Task objective: Transcribe the data in full; each line must match exactly.

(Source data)
____________________
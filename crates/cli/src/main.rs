//! chatops - Chat command console
//!
//! Usage:
//!   chatops                          - Start the interactive console
//!   chatops bootstrap                - Become the first admin
//!   chatops add-admin <user>         - Grant admin rights
//!   chatops toggle-feature spl --off - Disable raw queries
//!   chatops export-audit csv -o a.csv
//!   chatops send '!search-list login'

use clap::{Parser, Subcommand};
use cli::commands::{ChatCommand, ExportCommand, RestoreCommand};
use cli::{App, Identity, InteractiveConsole};
use std::path::PathBuf;
use tracing_subscriber::EnvFilter;

#[derive(Parser)]
#[command(name = "chatops")]
#[command(about = "ChatOps - Authorized, audited chat command console")]
#[command(version)]
struct Cli {
    #[command(subcommand)]
    command: Option<Commands>,

    /// Configuration file (YAML or JSON)
    #[arg(short, long, global = true)]
    config: Option<PathBuf>,

    /// Acting user id
    #[arg(short, long, global = true, default_value = "ULOCAL")]
    user: String,

    /// Acting user display name
    #[arg(long, global = true, default_value = "operator")]
    user_name: String,

    /// Channel id the command is issued in
    #[arg(long, global = true, default_value = "CLOCAL")]
    channel: String,

    /// Channel display name
    #[arg(long, global = true, default_value = "cli")]
    channel_name: String,
}

#[derive(Subcommand)]
enum Commands {
    #[command(flatten)]
    Chat(ChatCommand),
    /// Export the audit log
    ExportAudit(ExportCommand),
    /// Restore the policy from a backup-config file
    RestoreConfig(RestoreCommand),
    /// Interactive console (default)
    Console,
}

#[tokio::main]
async fn main() -> anyhow::Result<()> {
    let cli = Cli::parse();
    let config = App::load_config(cli.config.as_deref())?;

    tracing_subscriber::fmt()
        .with_env_filter(EnvFilter::try_from_default_env().unwrap_or_else(|_| EnvFilter::new(&config.log_level)))
        .with_writer(std::io::stderr)
        .init();

    let app = App::open(config)?;
    let identity = Identity {
        user_id: cli.user,
        user_name: cli.user_name,
        channel_id: cli.channel,
        channel_name: cli.channel_name,
    };

    match cli.command {
        Some(Commands::Chat(cmd)) => cmd.run(&app, identity.context()).await,
        Some(Commands::ExportAudit(cmd)) => cmd.run(&app, identity.context()).await,
        Some(Commands::RestoreConfig(cmd)) => cmd.run(&app, identity.context()),
        Some(Commands::Console) | None => InteractiveConsole::new(&app, identity).run().await,
    }
}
____________________
Answer box:
filename crates/cli/src/main.rs
//! chatops - Chat command console
//!
//! Usage:
//!   chatops                          - Start the interactive console
//!   chatops bootstrap                - Become the first admin
//!   chatops add-admin <user>         - Grant admin rights
//!   chatops toggle-feature spl --off - Disable raw queries
//!   chatops export-audit csv -o a.csv
//!   chatops send '!search-list login'

use clap::{Parser, Subcommand};
use cli::commands::{ChatCommand, ExportCommand, RestoreCommand};
use cli::{App, Identity, InteractiveConsole};
use std::path::PathBuf;
use tracing_subscriber::EnvFilter;

#[derive(Parser)]
#[command(name = "chatops")]
#[command(about = "ChatOps - Authorized, audited chat command console")]
#[command(version)]
struct Cli {
    #[command(subcommand)]
    command: Option<Commands>,

    /// Configuration file (YAML or JSON)
    #[arg(short, long, global = true)]
    config: Option<PathBuf>,

    /// Acting user id
    #[arg(short, long, global = true, default_value = "ULOCAL")]
    user: String,

    /// Acting user display name
    #[arg(long, global = true, default_value = "operator")]
    user_name: String,

    /// Channel id the command is issued in
    #[arg(long, global = true, default_value = "CLOCAL")]
    channel: String,

    /// Channel display name
    #[arg(long, global = true, default_value = "cli")]
    channel_name: String,
}

#[derive(Subcommand)]
enum Commands {
    #[command(flatten)]
    Chat(ChatCommand),
    /// Export the audit log
    ExportAudit(ExportCommand),
    /// Restore the policy from a backup-config file
    RestoreConfig(RestoreCommand),
    /// Interactive console (default)
    Console,
}

#[tokio::main]
async fn main() -> anyhow::Result<()> {
    let cli = Cli::parse();
    let config = App::load_config(cli.config.as_deref())?;

    tracing_subscriber::fmt()
        .with_env_filter(EnvFilter::try_from_default_env().unwrap_or_else(|_| EnvFilter::new(&config.log_level)))
        .with_writer(std::io::stderr)
        .init();

    let app = App::open(config)?;
    let identity = Identity {
        user_id: cli.user,
        user_name: cli.user_name,
        channel_id: cli.channel,
        channel_name: cli.channel_name,
    };

    match cli.command {
        Some(Commands::Chat(cmd)) => cmd.run(&app, identity.context()).await,
        Some(Commands::ExportAudit(cmd)) => cmd.run(&app, identity.context()).await,
        Some(Commands::RestoreConfig(cmd)) => cmd.run(&app, identity.context()),
        Some(Commands::Console) | None => InteractiveConsole::new(&app, identity).run().await,
    }
}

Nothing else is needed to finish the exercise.